Electronic Thesis and Dissertation Repository

Thesis Format



Master of Science




O'Donoghue, Patrick


Transfer RNAs (tRNAs) are essential for protein synthesis and translation fidelity. Some human tRNA variants may cause amino acid misincorporation: tRNAGly variants (tRNAGlyCCC, tRNAGlyGCC) have mutations that generate an alanine tRNA identity element (G3:U70), likely causing mis-aminoacylation of glycine tRNAs with alanine, while the tRNAAlaAGC G35C (tRNAAlaACC) variant may function similarly to mis-incorporate Ala at Gly codons by generating a Gly anticodon. I propose that these mistranslating tRNAs will disrupt protein homeostasis in mammalian cells. Although the tRNAGly and tRNAAla variants did not affect protein synthesis in normal growth conditions, tRNAGlyGCC A3G depressed protein synthesis following proteasome inhibition. Mass spectrometry confirmed Ala mistranslation at multiple Gly codons caused by the tRNAGlyGCC A3G and tRNAAlaAGC G35C variants. Multiple mistranslation events were also observed within the same peptide. These data reveal mistranslation of Ala at Gly codons that is caused by natural human tRNA variants and tolerated under normal conditions.

Summary for Lay Audience

Transfer RNAs (tRNAs) are responsible for bringing the correct amino acid to the site of protein production in cells. Each amino acid has its own set of tRNAs and an enzyme, called an aminoacyl-tRNA synthetase (aaRS) that specifically recognizes both the tRNA and amino acid to link them together. aaRS recognize tRNAs through sequences unique to tRNAs for that amino acid. Most tRNAs are recognized by their anticodon, a sequence in the tRNA that determines which amino acid goes where in the protein and is complementary to a codon or set of codons found in the messenger RNA (mRNA).
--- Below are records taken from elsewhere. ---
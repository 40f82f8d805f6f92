//! Axum HTTP API server.
//!
//! This crate provides:
//! - The job-queue REST surface (generate, upload, build, status, download)
//! - Per-job worker spawning with best-effort cancellation
//! - Prometheus metrics

pub mod config;
pub mod error;
pub mod handlers;
pub mod metrics;
pub mod middleware;
pub mod routes;
pub mod state;

pub use config::ApiConfig;
pub use error::{ApiError, ApiResult};
pub use routes::create_router;
pub use state::AppState;
//! User media discovery and scene ordering.

use std::path::Path;
use std::sync::LazyLock;

use regex::Regex;
use tracing::info;

use reel_models::{MediaAsset, MediaKind, UNORDERED_SCENE_INDEX};

use crate::error::{MediaError, MediaResult};

static SCENE_PATTERN: LazyLock<Regex> =
    LazyLock::new(|| Regex::new(r"(?i)scene[_\s-]*(\d+)").unwrap());
static ANY_NUMBER: LazyLock<Regex> = LazyLock::new(|| Regex::new(r"(\d+)").unwrap());

/// Resolve the scene index embedded in a filename.
///
/// `scene` followed by optional separators and digits wins; otherwise the
/// first digit run in the name; otherwise the unordered sentinel, which
/// sorts such files last.
pub fn scene_index_for(filename: &str) -> u32 {
    if let Some(caps) = SCENE_PATTERN.captures(filename) {
        if let Ok(n) = caps[1].parse() {
            return n;
        }
    }
    if let Some(caps) = ANY_NUMBER.captures(filename) {
        if let Ok(n) = caps[1].parse() {
            return n;
        }
    }
    UNORDERED_SCENE_INDEX
}

/// Discover user-supplied media files in `dir`, ordered by scene index.
///
/// Ties keep the directory enumeration order (the sort is stable). Fails if
/// the directory is missing or contains no supported image/video file.
pub async fn ingest_media(dir: impl AsRef<Path>) -> MediaResult<Vec<MediaAsset>> {
    let dir = dir.as_ref();

    if !dir.is_dir() {
        return Err(MediaError::DirectoryNotFound(dir.to_path_buf()));
    }

    let mut assets = Vec::new();
    let mut entries = tokio::fs::read_dir(dir).await?;
    while let Some(entry) = entries.next_entry().await? {
        let path = entry.path();
        if !path.is_file() {
            continue;
        }
        let Some(kind) = MediaKind::from_path(&path) else {
            continue;
        };
        let scene_index = path
            .file_name()
            .and_then(|n| n.to_str())
            .map(scene_index_for)
            .unwrap_or(UNORDERED_SCENE_INDEX);
        assets.push(MediaAsset {
            path,
            kind,
            scene_index,
        });
    }

    if assets.is_empty() {
        return Err(MediaError::NoMediaFiles(dir.to_path_buf()));
    }

    assets.sort_by_key(|a| a.scene_index);

    info!(
        "Found {} media file(s) in {}",
        assets.len(),
        dir.display()
    );

    Ok(assets)
}

#[cfg(test)]
mod tests {
    use super::*;
    use std::fs::File;

    #[test]
    fn test_scene_index_patterns() {
        assert_eq!(scene_index_for("scene_0.jpg"), 0);
        assert_eq!(scene_index_for("Scene-12.mp4"), 12);
        assert_eq!(scene_index_for("SCENE 3.png"), 3);
        assert_eq!(scene_index_for("scene7.webm"), 7);
        // Falls back to the first digit run
        assert_eq!(scene_index_for("clip_04_final.mov"), 4);
        // No digits at all
        assert_eq!(scene_index_for("intro.jpg"), UNORDERED_SCENE_INDEX);
    }

    #[tokio::test]
    async fn test_ingest_orders_by_scene_index() {
        let dir = tempfile::tempdir().unwrap();
        // Created out of order on purpose
        for name in ["scene_2.jpg", "scene_0.png", "scene_10.mp4", "scene_1.jpg"] {
            File::create(dir.path().join(name)).unwrap();
        }

        let assets = ingest_media(dir.path()).await.unwrap();
        let indices: Vec<u32> = assets.iter().map(|a| a.scene_index).collect();
        assert_eq!(indices, vec![0, 1, 2, 10]);
        assert_eq!(assets[3].kind, MediaKind::Video);
    }

    #[tokio::test]
    async fn test_ingest_skips_unsupported_files() {
        let dir = tempfile::tempdir().unwrap();
        File::create(dir.path().join("scene_0.jpg")).unwrap();
        File::create(dir.path().join("notes.txt")).unwrap();
        File::create(dir.path().join(".DS_Store")).unwrap();

        let assets = ingest_media(dir.path()).await.unwrap();
        assert_eq!(assets.len(), 1);
    }

    #[tokio::test]
    async fn test_ingest_missing_dir() {
        let err = ingest_media("/nonexistent/folder").await.unwrap_err();
        assert!(matches!(err, MediaError::DirectoryNotFound(_)));
    }

    #[tokio::test]
    async fn test_ingest_no_media_files() {
        let dir = tempfile::tempdir().unwrap();
        File::create(dir.path().join("readme.md")).unwrap();

        let err = ingest_media(dir.path()).await.unwrap_err();
        assert!(matches!(err, MediaError::NoMediaFiles(_)));
    }

    #[tokio::test]
    async fn test_unnumbered_files_sort_last() {
        let dir = tempfile::tempdir().unwrap();
        File::create(dir.path().join("cover.jpg")).unwrap();
        File::create(dir.path().join("scene_1.jpg")).unwrap();

        let assets = ingest_media(dir.path()).await.unwrap();
        assert_eq!(assets[0].scene_index, 1);
        assert_eq!(assets[1].scene_index, UNORDERED_SCENE_INDEX);
    }
}
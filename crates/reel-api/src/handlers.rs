//! Request handlers.

pub mod health;
pub mod jobs;
pub mod script;
pub mod upload;

pub use health::*;
pub use jobs::*;
pub use script::*;
pub use upload::*;
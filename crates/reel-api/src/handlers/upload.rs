//! Media upload handler.

use axum::extract::{Multipart, State};
use axum::Json;
use serde::Serialize;
use tracing::info;
use uuid::Uuid;

use crate::error::{ApiError, ApiResult};
use crate::metrics::record_upload;
use crate::state::AppState;

#[derive(Serialize)]
pub struct UploadResponse {
    pub success: bool,
    pub upload_id: String,
    pub files_count: usize,
}

/// Reject names that could escape the upload directory.
fn validate_filename(name: &str) -> ApiResult<()> {
    if name.is_empty() || name.contains("..") || name.contains('/') || name.contains('\\') {
        return Err(ApiError::bad_request(format!("Invalid file name: {name}")));
    }
    Ok(())
}

/// POST /api/upload — store a batch of media files under a fresh upload id.
pub async fn upload(
    State(state): State<AppState>,
    mut multipart: Multipart,
) -> ApiResult<Json<UploadResponse>> {
    let upload_id = Uuid::new_v4().to_string();
    let dir = state.engine.upload_dir(&upload_id);
    tokio::fs::create_dir_all(&dir)
        .await
        .map_err(|e| ApiError::internal(format!("Failed to create upload dir: {e}")))?;

    let mut files_count = 0usize;
    while let Some(field) = multipart
        .next_field()
        .await
        .map_err(|e| ApiError::bad_request(format!("Malformed multipart body: {e}")))?
    {
        let Some(name) = field.file_name().map(|s| s.to_string()) else {
            continue;
        };
        validate_filename(&name)?;

        let bytes = field
            .bytes()
            .await
            .map_err(|e| ApiError::bad_request(format!("Failed to read {name}: {e}")))?;
        tokio::fs::write(dir.join(&name), &bytes)
            .await
            .map_err(|e| ApiError::internal(format!("Failed to store {name}: {e}")))?;
        files_count += 1;
    }

    if files_count == 0 {
        // Don't leave an empty folder behind
        let _ = tokio::fs::remove_dir_all(&dir).await;
        return Err(ApiError::bad_request("No files in upload"));
    }

    record_upload(files_count);
    info!("Upload {}: {} file(s) stored", upload_id, files_count);

    Ok(Json(UploadResponse {
        success: true,
        upload_id,
        files_count,
    }))
}
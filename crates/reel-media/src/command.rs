//! FFmpeg command builder and runner.

use std::path::{Path, PathBuf};
use std::process::Stdio;
use tokio::io::AsyncReadExt;
use tokio::process::{Child, Command};
use tokio::sync::watch;
use tracing::{debug, info};

use crate::error::{MediaError, MediaResult};

/// One input file with its preceding arguments.
#[derive(Debug, Clone)]
struct Input {
    args: Vec<String>,
    path: PathBuf,
}

/// Builder for FFmpeg commands.
///
/// Scene composition regularly needs several inputs (visual, narration,
/// music), so inputs are an ordered list, each with its own pre-`-i` args.
#[derive(Debug, Clone)]
pub struct FfmpegCommand {
    inputs: Vec<Input>,
    output: PathBuf,
    /// Arguments between the last input and the output file
    output_args: Vec<String>,
    overwrite: bool,
    log_level: String,
}

impl FfmpegCommand {
    /// Create a new FFmpeg command writing to `output`.
    pub fn new(output: impl AsRef<Path>) -> Self {
        Self {
            inputs: Vec::new(),
            output: output.as_ref().to_path_buf(),
            output_args: Vec::new(),
            overwrite: true,
            log_level: "error".to_string(),
        }
    }

    /// Add an input file.
    pub fn input(self, path: impl AsRef<Path>) -> Self {
        self.input_with_args(path, Vec::<String>::new())
    }

    /// Add an input file with arguments placed before its `-i`.
    pub fn input_with_args<I, S>(mut self, path: impl AsRef<Path>, args: I) -> Self
    where
        I: IntoIterator<Item = S>,
        S: Into<String>,
    {
        self.inputs.push(Input {
            args: args.into_iter().map(Into::into).collect(),
            path: path.as_ref().to_path_buf(),
        });
        self
    }

    /// Add an output argument.
    pub fn output_arg(mut self, arg: impl Into<String>) -> Self {
        self.output_args.push(arg.into());
        self
    }

    /// Add multiple output arguments.
    pub fn output_args<I, S>(mut self, args: I) -> Self
    where
        I: IntoIterator<Item = S>,
        S: Into<String>,
    {
        self.output_args.extend(args.into_iter().map(Into::into));
        self
    }

    /// Limit the output duration.
    pub fn duration(self, seconds: f64) -> Self {
        self.output_arg("-t").output_arg(format!("{:.3}", seconds))
    }

    /// Set a video filter chain.
    pub fn video_filter(self, filter: impl Into<String>) -> Self {
        self.output_arg("-vf").output_arg(filter)
    }

    /// Set a filter complex.
    pub fn filter_complex(self, filter: impl Into<String>) -> Self {
        self.output_arg("-filter_complex").output_arg(filter)
    }

    /// Map a stream into the output.
    pub fn map(self, spec: impl Into<String>) -> Self {
        self.output_arg("-map").output_arg(spec)
    }

    /// Set the video codec.
    pub fn video_codec(self, codec: impl Into<String>) -> Self {
        self.output_arg("-c:v").output_arg(codec)
    }

    /// Set the audio codec.
    pub fn audio_codec(self, codec: impl Into<String>) -> Self {
        self.output_arg("-c:a").output_arg(codec)
    }

    /// Set the encoder preset.
    pub fn preset(self, preset: impl Into<String>) -> Self {
        self.output_arg("-preset").output_arg(preset)
    }

    /// Set the video bitrate.
    pub fn video_bitrate(self, bitrate: impl Into<String>) -> Self {
        self.output_arg("-b:v").output_arg(bitrate)
    }

    /// Set the output frame rate.
    pub fn fps(self, fps: u32) -> Self {
        self.output_arg("-r").output_arg(fps.to_string())
    }

    /// Set the pixel format.
    pub fn pix_fmt(self, fmt: impl Into<String>) -> Self {
        self.output_arg("-pix_fmt").output_arg(fmt)
    }

    /// Stop writing at the end of the shortest stream.
    pub fn shortest(self) -> Self {
        self.output_arg("-shortest")
    }

    /// Build the full argument list.
    pub fn build_args(&self) -> Vec<String> {
        let mut args = Vec::new();

        if self.overwrite {
            args.push("-y".to_string());
        }

        args.push("-v".to_string());
        args.push(self.log_level.clone());

        for input in &self.inputs {
            args.extend(input.args.clone());
            args.push("-i".to_string());
            args.push(input.path.to_string_lossy().to_string());
        }

        args.extend(self.output_args.clone());
        args.push(self.output.to_string_lossy().to_string());

        args
    }
}

/// Runner for FFmpeg commands with best-effort cancellation.
#[derive(Debug, Clone, Default)]
pub struct FfmpegRunner {
    /// Cancellation signal receiver; true means cancel
    cancel_rx: Option<watch::Receiver<bool>>,
}

impl FfmpegRunner {
    /// Create a new runner.
    pub fn new() -> Self {
        Self::default()
    }

    /// Attach a cancellation signal.
    pub fn with_cancel(mut self, cancel_rx: watch::Receiver<bool>) -> Self {
        self.cancel_rx = Some(cancel_rx);
        self
    }

    /// Run an FFmpeg command to completion.
    pub async fn run(&self, cmd: &FfmpegCommand) -> MediaResult<()> {
        which::which("ffmpeg").map_err(|_| MediaError::FfmpegNotFound)?;

        let args = cmd.build_args();
        debug!("Running FFmpeg: ffmpeg {}", args.join(" "));

        let mut child = Command::new("ffmpeg")
            .args(&args)
            .stdin(Stdio::null())
            .stdout(Stdio::null())
            .stderr(Stdio::piped())
            .spawn()?;

        let mut stderr = child.stderr.take().expect("stderr not captured");
        let stderr_handle = tokio::spawn(async move {
            let mut buf = String::new();
            let _ = stderr.read_to_string(&mut buf).await;
            buf
        });

        let status = self.wait_for_completion(&mut child).await?;
        let stderr_text = stderr_handle.await.unwrap_or_default();

        if status.success() {
            Ok(())
        } else {
            Err(MediaError::ffmpeg_failed(
                "FFmpeg exited with non-zero status",
                Some(stderr_text),
                status.code(),
            ))
        }
    }

    /// Wait for the child process, honoring the cancellation signal.
    async fn wait_for_completion(&self, child: &mut Child) -> MediaResult<std::process::ExitStatus> {
        match self.cancel_rx.clone() {
            Some(mut cancel_rx) => {
                tokio::select! {
                    status = child.wait() => Ok(status?),
                    _ = wait_cancelled(&mut cancel_rx) => {
                        info!("FFmpeg cancelled, killing process");
                        let _ = child.kill().await;
                        Err(MediaError::Cancelled)
                    }
                }
            }
            None => Ok(child.wait().await?),
        }
    }
}

/// Resolve once the signal flips to true. If the sender is gone the job can
/// no longer be cancelled, so this pends forever.
async fn wait_cancelled(rx: &mut watch::Receiver<bool>) {
    loop {
        if *rx.borrow() {
            return;
        }
        if rx.changed().await.is_err() {
            std::future::pending::<()>().await;
        }
    }
}

/// Check if FFmpeg is available.
pub fn check_ffmpeg() -> MediaResult<PathBuf> {
    which::which("ffmpeg").map_err(|_| MediaError::FfmpegNotFound)
}

/// Check if FFprobe is available.
pub fn check_ffprobe() -> MediaResult<PathBuf> {
    which::which("ffprobe").map_err(|_| MediaError::FfprobeNotFound)
}
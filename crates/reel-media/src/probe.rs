//! FFprobe media information.

use serde::Deserialize;
use std::path::Path;
use std::process::Stdio;
use tokio::process::Command;

use crate::error::{MediaError, MediaResult};

/// Probed media file information. Works for both video and audio-only files.
#[derive(Debug, Clone, PartialEq)]
pub struct MediaInfo {
    /// Duration in seconds
    pub duration: f64,
    /// Width in pixels (0 for audio-only files)
    pub width: u32,
    /// Height in pixels (0 for audio-only files)
    pub height: u32,
    /// Whether the file carries an audio stream
    pub has_audio: bool,
    /// Codec of the primary stream
    pub codec: String,
}

#[derive(Debug, Deserialize)]
struct FfprobeOutput {
    format: FfprobeFormat,
    streams: Vec<FfprobeStream>,
}

#[derive(Debug, Deserialize)]
struct FfprobeFormat {
    duration: Option<String>,
}

#[derive(Debug, Deserialize)]
struct FfprobeStream {
    codec_type: String,
    codec_name: Option<String>,
    width: Option<u32>,
    height: Option<u32>,
    duration: Option<String>,
}

/// Probe a media file.
pub async fn probe_media(path: impl AsRef<Path>) -> MediaResult<MediaInfo> {
    let path = path.as_ref();

    if !path.exists() {
        return Err(MediaError::FileNotFound(path.to_path_buf()));
    }

    which::which("ffprobe").map_err(|_| MediaError::FfprobeNotFound)?;

    let output = Command::new("ffprobe")
        .args([
            "-v",
            "quiet",
            "-print_format",
            "json",
            "-show_format",
            "-show_streams",
        ])
        .arg(path)
        .stdin(Stdio::null())
        .stdout(Stdio::piped())
        .stderr(Stdio::piped())
        .output()
        .await?;

    if !output.status.success() {
        return Err(MediaError::FfprobeFailed {
            message: format!("FFprobe failed for {}", path.display()),
            stderr: Some(String::from_utf8_lossy(&output.stderr).to_string()),
        });
    }

    let probe: FfprobeOutput = serde_json::from_slice(&output.stdout)?;

    let video_stream = probe.streams.iter().find(|s| s.codec_type == "video");
    let audio_stream = probe.streams.iter().find(|s| s.codec_type == "audio");

    let primary = video_stream.or(audio_stream).ok_or_else(|| {
        MediaError::InvalidMedia(format!("No media streams in {}", path.display()))
    })?;

    // Container duration first, stream duration as fallback
    let duration = probe
        .format
        .duration
        .as_deref()
        .and_then(|d| d.parse::<f64>().ok())
        .or_else(|| {
            primary
                .duration
                .as_deref()
                .and_then(|d| d.parse::<f64>().ok())
        })
        .unwrap_or(0.0);

    Ok(MediaInfo {
        duration,
        width: video_stream.and_then(|s| s.width).unwrap_or(0),
        height: video_stream.and_then(|s| s.height).unwrap_or(0),
        has_audio: audio_stream.is_some(),
        codec: primary.codec_name.clone().unwrap_or_default(),
    })
}

/// Get a media file's duration in seconds.
pub async fn media_duration(path: impl AsRef<Path>) -> MediaResult<f64> {
    let info = probe_media(path).await?;
    Ok(info.duration)
}

#[cfg(test)]
mod tests {
    use super::*;

    #[tokio::test]
    async fn test_probe_missing_file() {
        let err = probe_media("/nonexistent/clip.mp4").await.unwrap_err();
        assert!(matches!(err, MediaError::FileNotFound(_)));
    }

    #[test]
    fn test_probe_output_parsing() {
        let json = r#"{
            "format": {"duration": "2.04"},
            "streams": [
                {"codec_type": "audio", "codec_name": "mp3", "duration": "2.03"}
            ]
        }"#;
        let probe: FfprobeOutput = serde_json::from_str(json).unwrap();
        assert_eq!(probe.format.duration.as_deref(), Some("2.04"));
        assert_eq!(probe.streams.len(), 1);
        assert!(probe.streams[0].width.is_none());
    }
}
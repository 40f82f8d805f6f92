//! The reelgen build pipeline.
//!
//! One build job runs the whole sequence: load the durable script document,
//! pick voice/subtitle/mood via the language model, synthesize narration per
//! scene, composite scenes against the user's media, assemble the timeline
//! with background music and render the final video.

pub mod config;
pub mod error;
pub mod llm;
pub mod music;
pub mod pipeline;
pub mod script;
pub mod selectors;
pub mod store;
pub mod tts;

pub use config::EngineConfig;
pub use error::{EngineError, EngineResult};
pub use llm::ChatClient;
pub use music::resolve_music;
pub use pipeline::{BuildRequest, Pipeline};
pub use script::generate_script;
pub use store::{JobStore, MemoryJobStore};
pub use tts::{EdgeTts, SpeechSynthesizer};
//! HTTP middleware: CORS and request logging.

use std::time::Instant;

use axum::body::Body;
use axum::http::{HeaderValue, Request};
use axum::middleware::Next;
use axum::response::Response;
use tower_http::cors::{Any, CorsLayer};
use tracing::info;

/// Build the CORS layer from configured origins.
pub fn cors_layer(origins: &[String]) -> CorsLayer {
    use axum::http::{header, Method};

    let allowed_methods = [Method::GET, Method::POST, Method::DELETE, Method::OPTIONS];

    if origins.iter().any(|o| o == "*") {
        CorsLayer::new()
            .allow_methods(Any)
            .allow_headers(Any)
            .allow_origin(Any)
            .max_age(std::time::Duration::from_secs(600))
    } else {
        let origins: Vec<HeaderValue> = origins.iter().filter_map(|o| o.parse().ok()).collect();
        CorsLayer::new()
            .allow_methods(allowed_methods)
            .allow_headers([header::CONTENT_TYPE, header::ACCEPT])
            .allow_origin(origins)
            .max_age(std::time::Duration::from_secs(600))
    }
}

/// Log one line per request with method, path, status and latency.
pub async fn request_logging(request: Request<Body>, next: Next) -> Response {
    let method = request.method().clone();
    let path = request.uri().path().to_string();
    let start = Instant::now();

    let response = next.run(request).await;

    info!(
        "{} {} -> {} ({}ms)",
        method,
        path,
        response.status().as_u16(),
        start.elapsed().as_millis()
    );

    response
}
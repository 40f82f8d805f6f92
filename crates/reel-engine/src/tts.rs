//! Narration synthesis via the `edge-tts` CLI.

use std::path::Path;
use std::process::Stdio;

use async_trait::async_trait;
use tokio::process::Command;
use tracing::debug;

use reel_models::{Emotion, VoiceId};

use crate::error::{EngineError, EngineResult};

/// Per-scene speech synthesis.
///
/// A trait seam so the pipeline can be driven by a stub in tests without a
/// network-backed TTS binary installed.
#[async_trait]
pub trait SpeechSynthesizer: Send + Sync {
    /// Synthesize `text` to an mp3 at `output`, applying the voice's prosody
    /// adjusted for the scene emotion.
    async fn synthesize(
        &self,
        text: &str,
        voice: VoiceId,
        emotion: Emotion,
        output: &Path,
    ) -> EngineResult<()>;
}

/// Shells out to `edge-tts`.
#[derive(Debug, Clone)]
pub struct EdgeTts {
    bin: String,
}

impl EdgeTts {
    pub fn new(bin: impl Into<String>) -> Self {
        Self { bin: bin.into() }
    }

    /// Verify the binary is on PATH.
    pub fn check(&self) -> EngineResult<()> {
        which::which(&self.bin).map_err(|_| {
            EngineError::config(format!("edge-tts binary '{}' not found on PATH", self.bin))
        })?;
        Ok(())
    }
}

#[async_trait]
impl SpeechSynthesizer for EdgeTts {
    async fn synthesize(
        &self,
        text: &str,
        voice: VoiceId,
        emotion: Emotion,
        output: &Path,
    ) -> EngineResult<()> {
        if text.trim().is_empty() {
            return Err(EngineError::synthesis("Narration text is empty"));
        }

        let profile = voice.profile();
        let (rate, pitch) = profile.prosody_for(emotion);

        debug!(
            "Synthesizing {} chars with {} (rate {:+}%, pitch {:+}Hz)",
            text.len(),
            profile.voice,
            rate,
            pitch
        );

        let status = Command::new(&self.bin)
            .arg("--voice")
            .arg(profile.voice)
            .arg("--rate")
            .arg(format!("{:+}%", rate))
            .arg("--pitch")
            .arg(format!("{:+}Hz", pitch))
            .arg("--text")
            .arg(text)
            .arg("--write-media")
            .arg(output)
            .stdin(Stdio::null())
            .stdout(Stdio::null())
            .stderr(Stdio::null())
            .status()
            .await
            .map_err(|e| EngineError::synthesis(format!("Failed to run {}: {}", self.bin, e)))?;

        if !status.success() {
            return Err(EngineError::synthesis(format!(
                "{} exited with {}",
                self.bin, status
            )));
        }

        // edge-tts can exit zero without writing anything when the service
        // rejects the request.
        let meta = tokio::fs::metadata(output)
            .await
            .map_err(|_| EngineError::synthesis("No audio file was produced"))?;
        if meta.len() == 0 {
            return Err(EngineError::synthesis("Produced audio file is empty"));
        }

        Ok(())
    }
}
//! Chat-completions client for scripting and style selection.
//!
//! Talks to an OpenAI-compatible `/v1/chat/completions` endpoint. The base
//! URL is configurable so tests can point it at a mock server.

use reqwest::Client;
use serde::{Deserialize, Serialize};
use tracing::debug;

use crate::config::EngineConfig;
use crate::error::{EngineError, EngineResult};

/// Chat-completions API client.
#[derive(Debug, Clone)]
pub struct ChatClient {
    client: Client,
    api_key: String,
    base_url: String,
    model: String,
}

#[derive(Debug, Serialize)]
struct ChatRequest<'a> {
    model: &'a str,
    messages: Vec<ChatMessage<'a>>,
    temperature: f32,
}

#[derive(Debug, Serialize)]
struct ChatMessage<'a> {
    role: &'a str,
    content: &'a str,
}

#[derive(Debug, Deserialize)]
struct ChatResponse {
    choices: Vec<Choice>,
}

#[derive(Debug, Deserialize)]
struct Choice {
    message: ResponseMessage,
}

#[derive(Debug, Deserialize)]
struct ResponseMessage {
    content: Option<String>,
}

impl ChatClient {
    /// Create a client from engine config.
    pub fn new(config: &EngineConfig) -> EngineResult<Self> {
        if config.openai_api_key.is_empty() {
            return Err(EngineError::config("OPENAI_API_KEY not set"));
        }
        Ok(Self {
            client: Client::new(),
            api_key: config.openai_api_key.clone(),
            base_url: config.openai_base_url.trim_end_matches('/').to_string(),
            model: config.openai_model.clone(),
        })
    }

    /// Send one system+user exchange, returning the raw completion text.
    pub async fn complete(
        &self,
        system: &str,
        user: &str,
        temperature: f32,
    ) -> EngineResult<String> {
        let url = format!("{}/v1/chat/completions", self.base_url);
        let request = ChatRequest {
            model: &self.model,
            messages: vec![
                ChatMessage {
                    role: "system",
                    content: system,
                },
                ChatMessage {
                    role: "user",
                    content: user,
                },
            ],
            temperature,
        };

        debug!("Chat completion request to {} (model {})", url, self.model);

        let response = self
            .client
            .post(&url)
            .bearer_auth(&self.api_key)
            .json(&request)
            .send()
            .await
            .map_err(|e| EngineError::external(format!("Chat request failed: {}", e)))?;

        if !response.status().is_success() {
            let status = response.status();
            let body = response.text().await.unwrap_or_default();
            return Err(EngineError::external(format!(
                "Chat API returned {}: {}",
                status, body
            )));
        }

        let parsed: ChatResponse = response
            .json()
            .await
            .map_err(|e| EngineError::external(format!("Malformed chat response: {}", e)))?;

        parsed
            .choices
            .into_iter()
            .next()
            .and_then(|c| c.message.content)
            .ok_or_else(|| EngineError::external("Chat response had no content"))
    }
}

#[cfg(test)]
mod tests {
    use super::*;
    use wiremock::matchers::{bearer_token, method, path};
    use wiremock::{Mock, MockServer, ResponseTemplate};

    fn test_config(base_url: String) -> EngineConfig {
        EngineConfig {
            openai_api_key: "test-key".to_string(),
            openai_base_url: base_url,
            ..EngineConfig::default()
        }
    }

    #[test]
    fn test_missing_api_key_is_config_error() {
        let err = ChatClient::new(&EngineConfig::default()).unwrap_err();
        assert!(matches!(err, EngineError::Config(_)));
    }

    #[tokio::test]
    async fn test_complete_extracts_content() {
        let server = MockServer::start().await;
        Mock::given(method("POST"))
            .and(path("/v1/chat/completions"))
            .and(bearer_token("test-key"))
            .respond_with(ResponseTemplate::new(200).set_body_json(serde_json::json!({
                "choices": [{"message": {"role": "assistant", "content": "calm"}}]
            })))
            .mount(&server)
            .await;

        let client = ChatClient::new(&test_config(server.uri())).unwrap();
        let answer = client.complete("sys", "user", 0.3).await.unwrap();
        assert_eq!(answer, "calm");
    }

    #[tokio::test]
    async fn test_complete_maps_server_error() {
        let server = MockServer::start().await;
        Mock::given(method("POST"))
            .and(path("/v1/chat/completions"))
            .respond_with(ResponseTemplate::new(500).set_body_string("boom"))
            .mount(&server)
            .await;

        let client = ChatClient::new(&test_config(server.uri())).unwrap();
        let err = client.complete("sys", "user", 0.3).await.unwrap_err();
        assert!(matches!(err, EngineError::ExternalService(_)));
    }

    #[tokio::test]
    async fn test_complete_empty_choices() {
        let server = MockServer::start().await;
        Mock::given(method("POST"))
            .and(path("/v1/chat/completions"))
            .respond_with(
                ResponseTemplate::new(200)
                    .set_body_json(serde_json::json!({"choices": []})),
            )
            .mount(&server)
            .await;

        let client = ChatClient::new(&test_config(server.uri())).unwrap();
        let err = client.complete("sys", "user", 0.3).await.unwrap_err();
        assert!(matches!(err, EngineError::ExternalService(_)));
    }
}
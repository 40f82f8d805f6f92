//! Service banner and health check handlers.

use axum::Json;
use chrono::Utc;
use serde::Serialize;

/// Banner response for the root route.
#[derive(Serialize)]
pub struct BannerResponse {
    pub status: String,
    pub version: String,
}

/// Service banner at `/`.
pub async fn root() -> Json<BannerResponse> {
    Json(BannerResponse {
        status: "ok".to_string(),
        version: env!("CARGO_PKG_VERSION").to_string(),
    })
}

/// Health response.
#[derive(Serialize)]
pub struct HealthResponse {
    pub status: String,
    pub version: String,
    pub timestamp: String,
}

/// Health check endpoint (liveness probe).
pub async fn health() -> Json<HealthResponse> {
    Json(HealthResponse {
        status: "healthy".to_string(),
        version: env!("CARGO_PKG_VERSION").to_string(),
        timestamp: Utc::now().to_rfc3339(),
    })
}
However, some aaRS recognize features of the tRNA outside the anticodon. For example, to attach the amino acid alanine to its tRNAs, the alanine-aaRS recognizes the tRNA solely by the presence of a unique G3:U70 base pair close to the site of amino acid attachment in the tRNA and does not recognize the anticodon at all. For tRNAs that carry glycine, the anticodon is essential for attaching the amino acid to glycine tRNAs. Specific recognition requirements in tRNAs may allow for mutations to occur outside of unique recognition sequences that would cause them to mis-incorporate amino acids into proteins. Amino acid misplacement can cause proteins to misfold, be degraded, or build-up, leading to further problems within the cell. I studied three different tRNAs that could incorrectly place the amino acid alanine instead of glycine into proteins, a process called mistranslation. Through expression of a fluorescent protein alongside mistranslating tRNAs, I determined that glycine to alanine mistranslation does not have a significant negative impact on protein levels in mammalian cells under normal conditions. When cells were unable to degrade proteins, expression of one glycine to alanine mistranslating tRNA decreased protein levels compared to wild-type tRNA expression. I determined sites of amino acid mutations in protein isolated from mistranslating cells to conclude that mistranslating tRNA expression caused amino acid misincorporation. However, the mistranslation was conservative enough to not disrupt normal protein production in cells. My findings show that glycine to alanine mistranslation in mammalian cells is not toxic under normal conditions.